The importance of this study for Sub-saharan Africa is that governments can train a few specialists in Africa or overseas who will come back and train others on the safe delivery of paediatric anaesthesia. Their sevices will be invaluable in rural hospitals. In more resource poor settings, ketamine-midazolam/diazepam-atracurium/pancuronium with controlled ventilation using oxygen and medical air can be used safely. Oxygen is fairly cheap in Nigeria [23]. Generic brands of glycopyrollate are available and can be used with ketamine (to dry secretions) without the great increase in the pulse rate associated with atropine use. Monitoring urine output will help in assessing global tissue perfusion. Monitors like the pulse oximeter would be a great asset. This is another area where the WFSA can assist by donating fairly used oximeters to developing nations. Governments in developing nations can help by investing more in their people through programmes like health insurance schemes, especially for children and mothers.

 

 

Conclusion

 

The mortality rate in this study shows the importance and relevance of trained providers of anaesthesia managing paediatric patients in a developing country.
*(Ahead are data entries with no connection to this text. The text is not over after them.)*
//! Asset extraction: content-hash closure -> files under `assets/`.
//!
//! Resources live in the archive as opaque blobs keyed by content hash. The
//! extractor computes every hash the export can reference (snapshot override
//! chains, screencast frames, the network map, attachments), writes the blobs
//! under stable names, and returns a hash -> relative-path map for link
//! rendering. Attachments get their declared filename (sanitized); everything
//! else is addressed by hash.

use std::collections::{HashMap, HashSet};
use std::fs;
use std::path::{Path, PathBuf};

use crate::archive::TraceArchive;
use crate::types::{FrameSnapshot, Trace};

pub const RESOURCES_DIR: &str = "assets/resources";
pub const ATTACHMENTS_DIR: &str = "assets/attachments";
pub const SNAPSHOTS_DIR: &str = "assets/snapshots";

/// Content hash -> path relative to the output root.
#[derive(Debug, Default)]
pub struct AssetMap {
    paths: HashMap<String, String>,
}

impl AssetMap {
    pub fn path_for(&self, sha1: &str) -> Option<&str> {
        self.paths.get(sha1).map(String::as_str)
    }

    /// Markdown-ready `./assets/...` link for a hash, if extracted.
    pub fn link(&self, sha1: &str) -> Option<String> {
        self.path_for(sha1).map(|path| format!("./{path}"))
    }

    pub fn len(&self) -> usize {
        self.paths.len()
    }

    pub fn is_empty(&self) -> bool {
        self.paths.is_empty()
    }

    #[cfg(test)]
    pub(crate) fn insert_for_tests(&mut self, sha1: &str, path: &str) {
        self.paths.insert(sha1.to_string(), path.to_string());
    }
}

/// Replace filesystem-hostile characters in a declared attachment name.
/// Defeats path traversal; everything else passes through.
pub fn sanitize_filename(name: &str) -> String {
    name.chars()
        .map(|c| match c {
            '/' | '\\' | ':' | '*' | '?' | '"' | '<' | '>' | '|' => '_',
            other => other,
        })
        .collect()
}

/// Snapshot names become file names; anything outside `[A-Za-z0-9@_-]` is
/// replaced so a static server can serve them without escaping.
pub fn sanitize_snapshot_name(name: &str) -> String {
    name.chars()
        .map(|c| match c {
            'A'..='Z' | 'a'..='z' | '0'..='9' | '@' | '_' | '-' => c,
            _ => '_',
        })
        .collect()
}

/// Extracts blobs from the archive into the output directory.
///
/// Per-blob failures (missing entry, unreadable bytes) are counted and
/// skipped; the referencing link will simply 404 when viewed.
pub struct AssetExtractor<'a> {
    archive: &'a mut TraceArchive,
    out_dir: PathBuf,
    map: AssetMap,
    attempted: HashSet<String>,
    attachment_names: HashMap<String, String>,
    pub skipped: usize,
}

impl<'a> AssetExtractor<'a> {
    pub fn new(archive: &'a mut TraceArchive, out_dir: &Path) -> std::io::Result<Self> {
        fs::create_dir_all(out_dir.join(RESOURCES_DIR))?;
        fs::create_dir_all(out_dir.join(ATTACHMENTS_DIR))?;
        Ok(Self {
            archive,
            out_dir: out_dir.to_path_buf(),
            map: AssetMap::default(),
            attempted: HashSet::new(),
            attachment_names: HashMap::new(),
            skipped: 0,
        })
    }

    /// Extract everything reachable from the ingested model: snapshot
    /// overrides (following `ref` chains), screencast frames, the network
    /// map, and attachments. Attachment paths win over resource paths.
    pub fn extract_trace_assets(&mut self, trace: &Trace) {
        for (_, snapshots) in trace.frames_in_order() {
            for (index, snapshot) in snapshots.iter().enumerate() {
                for o in &snapshot.resource_overrides {
                    if let Some(sha1) = resolve_override_chain(snapshots, index, &o.url) {
                        self.extract_resource(&sha1);
                    }
                }
            }
        }
        for page in &trace.pages {
            for frame in &page.frames {
                self.extract_resource(&frame.sha1);
            }
        }
        let mut network_sha1s: Vec<&String> = trace.network_map.values().collect();
        network_sha1s.sort();
        for sha1 in network_sha1s {
            self.extract_resource(sha1);
        }
        for action in &trace.actions {
            for attachment in &action.attachments {
                if let Some(sha1) = &attachment.sha1 {
                    self.extract_attachment(sha1, &attachment.name);
                }
            }
        }
    }

    /// Extract hashes the renderer reported as used but that the model walk
    /// did not reach (e.g. discovered through CSS `url(...)` scanning).
    pub fn extract_used(&mut self, used_sha1s: &HashSet<String>) {
        let mut ordered: Vec<&String> = used_sha1s.iter().collect();
        ordered.sort();
        for sha1 in ordered {
            self.extract_resource(sha1);
        }
    }

    pub fn finish(self) -> AssetMap {
        self.map
    }

    fn extract_resource(&mut self, sha1: &str) {
        if sha1.is_empty() || !self.attempted.insert(sha1.to_string()) {
            return;
        }
        match self.archive.read_resource(sha1) {
            Ok(bytes) => {
                let relative = format!("{RESOURCES_DIR}/{sha1}");
                if fs::write(self.out_dir.join(&relative), bytes).is_ok() {
                    // Friendly attachment paths keep priority over hash paths.
                    self.map.paths.entry(sha1.to_string()).or_insert(relative);
                } else {
                    self.skipped += 1;
                }
            }
            Err(_) => self.skipped += 1,
        }
    }

    fn extract_attachment(&mut self, sha1: &str, name: &str) {
        if sha1.is_empty() {
            return;
        }
        let mut file_name = sanitize_filename(name);
        match self.attachment_names.get(&file_name) {
            // Same name, same content: nothing more to do.
            Some(existing) if existing == sha1 => return,
            // Same name, different content: prefix with the hash.
            Some(_) => {
                let prefix: String = sha1.chars().take(8).collect();
                file_name = format!("{prefix}-{file_name}");
            }
            None => {}
        }
        match self.archive.read_resource(sha1) {
            Ok(bytes) => {
                let relative = format!("{ATTACHMENTS_DIR}/{file_name}");
                if fs::write(self.out_dir.join(&relative), bytes).is_ok() {
                    self.attachment_names
                        .insert(file_name, sha1.to_string());
                    // The friendly path wins even when the hash was already
                    // extracted as a plain resource.
                    self.map.paths.insert(sha1.to_string(), relative);
                } else {
                    self.skipped += 1;
                }
            }
            Err(_) => self.skipped += 1,
        }
    }
}

/// Walk an override `ref` chain backward until a sha1 turns up or the chain
/// ends. Chains only ever step backward, so traversal is bounded by the
/// snapshot index.
fn resolve_override_chain(
    snapshots: &[FrameSnapshot],
    start_index: usize,
    url: &str,
) -> Option<String> {
    let mut index = start_index;
    loop {
        let over = snapshots[index]
            .resource_overrides
            .iter()
            .find(|o| o.url == url)?;
        if let Some(sha1) = &over.sha1 {
            return Some(sha1.clone());
        }
        let back = over.ref_?;
        if back == 0 || back > index {
            return None;
        }
        index -= back;
    }
}
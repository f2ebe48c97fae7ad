//! Command-line argument parsing.

use std::path::PathBuf;

#[derive(Debug, Default, Clone)]
pub struct ParsedArgs {
    /// Positional: the trace archive to export.
    pub archive: Option<PathBuf>,
    /// `-o/--output`; derived from the archive name when absent.
    pub output: Option<PathBuf>,
    pub quiet: bool,
    pub no_color: bool,
    pub show_help: bool,
    pub show_version: bool,
}

pub const USAGE: &str = "tracedown - export browser-automation traces to Markdown + HTML\n\n\
Usage: tracedown <trace.zip> [options]\n\n\
Options:\n  \
  -o, --output <dir>   Output directory (default: <archive-stem>-export)\n  \
  -q, --quiet          Suppress progress output (errors still print)\n  \
      --no-color       Disable ANSI colors\n  \
  -h, --help           Show this help\n  \
  -V, --version        Show version\n\n\
The export is a one-shot batch: Markdown reports land at the output root,\n\
extracted blobs under assets/, and one renderable HTML document per DOM\n\
snapshot under assets/snapshots/.";

/// No flag affects export semantics; parsing is strict so typos fail fast.
pub fn parse_args(args: &[String]) -> Result<ParsedArgs, String> {
    let mut parsed = ParsedArgs::default();
    let mut iter = args.iter();
    while let Some(arg) = iter.next() {
        match arg.as_str() {
            "-h" | "--help" => parsed.show_help = true,
            "-V" | "--version" => parsed.show_version = true,
            "-q" | "--quiet" => parsed.quiet = true,
            "--no-color" => parsed.no_color = true,
            "-o" | "--output" => {
                let value = iter
                    .next()
                    .ok_or_else(|| format!("{arg} requires a directory argument"))?;
                parsed.output = Some(PathBuf::from(value));
            }
            flag if flag.starts_with('-') && flag.len() > 1 => {
                return Err(format!("unknown option: {flag}"));
            }
            positional => {
                if parsed.archive.is_some() {
                    return Err(format!("unexpected extra argument: {positional}"));
                }
                parsed.archive = Some(PathBuf::from(positional));
            }
        }
    }
    Ok(parsed)
}
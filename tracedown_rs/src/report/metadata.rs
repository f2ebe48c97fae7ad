//! Environment and timing tables (`metadata.md`).

use chrono::{DateTime, Utc};

use super::{ReportContext, format_duration_ms, table_cell};

pub fn render_metadata(ctx: &ReportContext<'_>) -> String {
    let trace = ctx.trace;
    let options = &trace.options;

    let mut out = String::new();
    out.push_str("# Metadata\n\n");

    out.push_str("## Environment\n\n| Field | Value |\n|---|---|\n");
    let environment = [
        ("Browser", some_or_dash(Some(trace.browser_name.as_str()))),
        ("Channel", some_or_dash(trace.channel.as_deref())),
        ("Platform", some_or_dash(trace.platform.as_deref())),
        ("SDK language", some_or_dash(trace.sdk_language.as_deref())),
        ("Trace version", some_or_dash(trace.version.as_deref())),
    ];
    for (field, value) in environment {
        out.push_str(&format!("| {field} | {} |\n", table_cell(&value, 120)));
    }

    out.push_str("\n## Context Options\n\n| Field | Value |\n|---|---|\n");
    let viewport = options
        .viewport
        .map(|v| format!("{}x{}", v.width, v.height));
    let scale = options.device_scale_factor.map(|s| s.to_string());
    let context = [
        ("Viewport", some_or_dash(viewport.as_deref())),
        ("Device scale factor", some_or_dash(scale.as_deref())),
        ("Mobile", if options.is_mobile { "yes" } else { "no" }.to_string()),
        ("User agent", some_or_dash(options.user_agent.as_deref())),
        ("Base URL", some_or_dash(options.base_url.as_deref())),
    ];
    for (field, value) in context {
        out.push_str(&format!("| {field} | {} |\n", table_cell(&value, 200)));
    }

    out.push_str("\n## Timing\n\n| Field | Value |\n|---|---|\n");
    let started = trace
        .wall_time
        .and_then(|ms| DateTime::<Utc>::from_timestamp_millis(ms as i64))
        .map(|t| t.format("%Y-%m-%d %H:%M:%S%.3f UTC").to_string());
    let timing = [
        ("Started", some_or_dash(started.as_deref())),
        ("Duration", format_duration_ms(trace.duration_ms())),
        ("Monotonic start", format!("{:.1}ms", trace.start_time)),
        ("Monotonic end", format!("{:.1}ms", trace.end_time)),
    ];
    for (field, value) in timing {
        out.push_str(&format!("| {field} | {value} |\n"));
    }
    out
}

fn some_or_dash(value: Option<&str>) -> String {
    match value {
        Some(v) if !v.is_empty() => v.to_string(),
        _ => "-".to_string(),
    }
}
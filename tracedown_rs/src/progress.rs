//! Console feedback for an export run.
//!
//! A quiet export prints nothing but fatal errors. Otherwise one spinner
//! follows the phases of the pipeline and a recap line reports what landed
//! in the output directory.

use std::path::Path;
use std::time::Duration;

use console::style;
use indicatif::{ProgressBar, ProgressStyle};

use crate::export::ExportSummary;

/// Export phases, in run order; the spinner message tracks them.
#[derive(Debug, Clone, Copy, PartialEq, Eq)]
pub enum Phase {
    /// Reading and dispatching the NDJSON event logs.
    Ingest,
    /// Extracting content-hash blobs into `assets/`.
    Assets,
    /// Rendering DOM snapshots to HTML.
    Snapshots,
    /// Writing the Markdown reports.
    Reports,
}

impl Phase {
    fn message(self) -> &'static str {
        match self {
            Phase::Ingest => "reading event logs",
            Phase::Assets => "extracting resources",
            Phase::Snapshots => "rendering DOM snapshots",
            Phase::Reports => "writing Markdown reports",
        }
    }
}

/// Spinner that follows the export phases.
///
/// Every method is a no-op in quiet mode, so the exporter never has to
/// branch on verbosity.
pub struct ExportProgress {
    bar: Option<ProgressBar>,
}

impl ExportProgress {
    pub fn new(quiet: bool) -> Self {
        if quiet {
            return Self { bar: None };
        }
        let bar = ProgressBar::new_spinner();
        bar.set_style(
            ProgressStyle::default_spinner()
                .template("{spinner:.green} tracedown: {msg}")
                .expect("valid template"),
        );
        bar.enable_steady_tick(Duration::from_millis(100));
        Self { bar: Some(bar) }
    }

    pub fn phase(&self, phase: Phase) {
        if let Some(bar) = &self.bar {
            bar.set_message(phase.message());
        }
    }

    /// Surface a non-fatal problem (a skipped blob, an unwritable snapshot)
    /// above the spinner line.
    pub fn note(&self, message: &str) {
        if let Some(bar) = &self.bar {
            bar.println(format!("{} {message}", style("note:").yellow().bold()));
        }
    }

    pub fn finish(self) {
        if let Some(bar) = self.bar {
            bar.finish_and_clear();
        }
    }
}

/// Post-export recap: inventory of the export plus a pointer at errors.md
/// when the trace itself recorded failures.
pub fn recap(summary: &ExportSummary, output_dir: &Path) {
    println!(
        "{} {} -> {}",
        style("exported").green().bold(),
        summary.describe(),
        output_dir.display(),
    );
    if summary.errors > 0 {
        println!(
            "{} trace recorded {} error(s); see errors.md",
            style("failed trace:").red().bold(),
            summary.errors,
        );
    }
}

/// Fatal errors print to stderr even in quiet mode.
pub fn fail(message: &str) {
    eprintln!("{} {message}", style("error:").red().bold());
}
Early presentation of patients allowed time for resuscitation and fewer complications before surgery.

 

 

Competing interests

 

This paper did not receive any funding from any source, so there is no conflict of interest.

 

 

Authors’ contribution

 

UVO collected data and analyzed them, while JA contributed to the surgical aspect of the paper, being a former staff of UNTH, Enugu.

 

 

Tables

 

Table 1: Indications for surgery (causes of intestinal obstruction)

Table 2: The Holliday/Segar formula used for fluid maintenance in our centre

 

 

Acknowledgements

 

We thank the entire staff of the records department of University of Nigeria Teaching Hospital (UNTH), Enugu, Nigeria.